Another generation of young photographers has been revealed, with the annual Longford Schools Photography Exhibition and Awards 2017 taking place recently, displaying a range of photographs by students from eight different schools around the county.
Awards were given to the best photographer in each school; the best overall photographer; the best overall school; and the best anti drink and drugs image.
“The standard of work was so high again this year,” said Shelley Corcoran, co-ordinator of the Longford Schools Photography Programme, who has been teaching secondary school students the art of photography for a number of years.
“The course in general is highly conceptual. The students start off with the technical aspect of photography and then we start to put that into practice in a very creative way,” she said.
“It’s not just about going out and taking the photo and getting the exposure right. We sit and we brainstorm and we bounce ideas around about what we’d like to do and what props we’ll need for the photo. “And then the following week, we’ll go out and shoot. So there’s a lot of thought put into all the photographs.”
And the skills learned on the course certainly shone through in the numerous images that were on display at this year’s exhibition, with a range of creative and artistic styles.
The Longford Schools Photography Programme is popular among students, with a range of different projects being tackled throughout the school year, as well as the exhibition and awards night.

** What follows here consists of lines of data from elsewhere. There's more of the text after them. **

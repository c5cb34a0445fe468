use iced::widget::{button, checkbox, column, container, pick_list, row, text, text_input, Space};
use iced::{Alignment, Element};

use crate::config::{Background, RecordingConfig, Resolution, VideoQuality, FRAME_RATES};
use crate::overlay::SizeFields;
use crate::recording::Countdown;
use crate::ui::style::{
    panel_container_style, record_button_style, tile_button_hovered_style, tile_button_style,
    MonochromeTheme,
};
use crate::ui::Message;

/// Control strip shown over the overlay: size entry, recording options, the
/// auto-stop field and the Cancel/Start buttons.
pub struct PanelView;

impl PanelView {
    pub fn view<'a>(
        theme: &MonochromeTheme,
        fields: &'a SizeFields,
        recording: &RecordingConfig,
        auto_stop_text: &'a str,
        countdown: &Countdown,
    ) -> Element<'a, Message> {
        let size_inputs = column![
            row![
                text("W").size(12),
                text_input("600", fields.width_text())
                    .on_input(Message::WidthChanged)
                    .width(70)
                    .size(12),
            ]
            .spacing(6)
            .align_y(Alignment::Center),
            row![
                text("H").size(12),
                text_input("450", fields.height_text())
                    .on_input(Message::HeightChanged)
                    .width(70)
                    .size(12),
            ]
            .spacing(6)
            .align_y(Alignment::Center),
        ]
        .spacing(6);

        let pickers = column![
            row![
                text("Resolution").size(12).width(70),
                pick_list(
                    Resolution::all(),
                    Some(recording.resolution),
                    Message::ResolutionSelected
                )
                .text_size(12),
            ]
            .spacing(6)
            .align_y(Alignment::Center),
            row![
                text("Frame rate").size(12).width(70),
                pick_list(
                    FRAME_RATES,
                    Some(recording.frame_rate),
                    Message::FrameRateSelected
                )
                .text_size(12),
                text("FPS").size(12),
            ]
            .spacing(6)
            .align_y(Alignment::Center),
        ]
        .spacing(6);

        let look = column![
            row![
                text("Quality").size(12).width(70),
                pick_list(
                    VideoQuality::all(),
                    Some(recording.quality),
                    Message::QualitySelected
                )
                .text_size(12),
            ]
            .spacing(6)
            .align_y(Alignment::Center),
            row![
                text("Background").size(12).width(70),
                pick_list(
                    Background::all(),
                    Some(recording.background),
                    Message::BackgroundSelected
                )
                .text_size(12),
            ]
            .spacing(6)
            .align_y(Alignment::Center),
        ]
        .spacing(6);

        let toggles = column![
            checkbox("Record Cursor", recording.show_cursor)
                .on_toggle(Message::ShowCursorToggled)
                .text_size(12),
            checkbox("App's Audio", recording.record_app_audio)
                .on_toggle(Message::AppAudioToggled)
                .text_size(12),
            checkbox("Microphone", recording.record_mic)
                .on_toggle(Message::MicrophoneToggled)
                .text_size(12),
        ]
        .spacing(6);

        let auto_stop = row![
            text("Stop after").size(12),
            text_input("0", auto_stop_text)
                .on_input(Message::AutoStopChanged)
                .width(50)
                .size(12),
            text("min").size(12),
        ]
        .spacing(6)
        .align_y(Alignment::Center);

        let cancel = Self::action_button(theme, "Cancel", Message::Cancel);

        let record_style = record_button_style(theme, false);
        let record_hover = record_button_style(theme, true);
        let start = button(text(countdown.label()).size(13))
            .padding([10, 18])
            .style(move |_t, status| match status {
                button::Status::Hovered | button::Status::Pressed => record_hover,
                _ => record_style,
            })
            .on_press(Message::StartPressed);

        let content = row![
            cancel,
            Space::with_width(12),
            size_inputs,
            Space::with_width(12),
            pickers,
            Space::with_width(12),
            look,
            Space::with_width(12),
            toggles,
            Space::with_width(12),
            auto_stop,
            Space::with_width(12),
            start,
        ]
        .spacing(8)
        .padding(12)
        .align_y(Alignment::Center);

        let style = panel_container_style(theme);
        container(content).style(move |_| style).into()
    }

    fn action_button(
        theme: &MonochromeTheme,
        label: &str,
        message: Message,
    ) -> Element<'static, Message> {
        let normal_style = tile_button_style(theme);
        let hover_style = tile_button_hovered_style(theme);
        let label_owned = label.to_string();

        button(text(label_owned).size(13))
            .padding([10, 18])
            .style(move |_t, status| {
                if matches!(status, button::Status::Hovered | button::Status::Pressed) {
                    hover_style
                } else {
                    normal_style
                }
            })
            .on_press(message)
            .into()
    }
}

“We also do a Halloween exhibition every year in Ardagh,” said Shelley, emphasising that this does not mean students create images of “blood and guts”, but rather a manifestation of what ‘horror’ means to them.
This means a lot of students will look into gothic images, and they’ll learn a lot about how to make images look more creepy. “Then at Christmas this year, the students entered the Longford Leader Christmas Photography Competition,” Shelley continued.
“And that was great because it wasn’t just about going out and taking a photo of something Christmassy in Longford… it got them thinking about what Christmas means to them.
“And there are students from different places, so if there’s someone from Germany, Christmas to them might mean missing home or sending a card home.
“But to people in Longford, it might mean spending time with family, or presents, or something like that.”
The final project of the year is yet to come, though, with students creating sculptures for the Cruthú Arts Festival in July.
“Some of the schools are making a sculpture, which they will cover with the photographs they took. Each school will have a different theme for the sculpture and for the photographs, so it will be very creative,” said Shelley.
As the course coordinator, Shelley says she is constantly astounded by the talent of the young people she teaches.
“You start off at the start of the year doing the technical aspect. But then when you add in the artistic aspect, I’m always blown away and overwhelmed with what they come up with.
“For that age group, the sky’s the limit. They’re not constrained by the logistics of everything like someone older might be, so they come up with some really amazing, creative ideas. “I’m always so proud of the exhibition every year,” she concluded. All the photos from the exhibition will appear on www.longforddigitalarts.ie.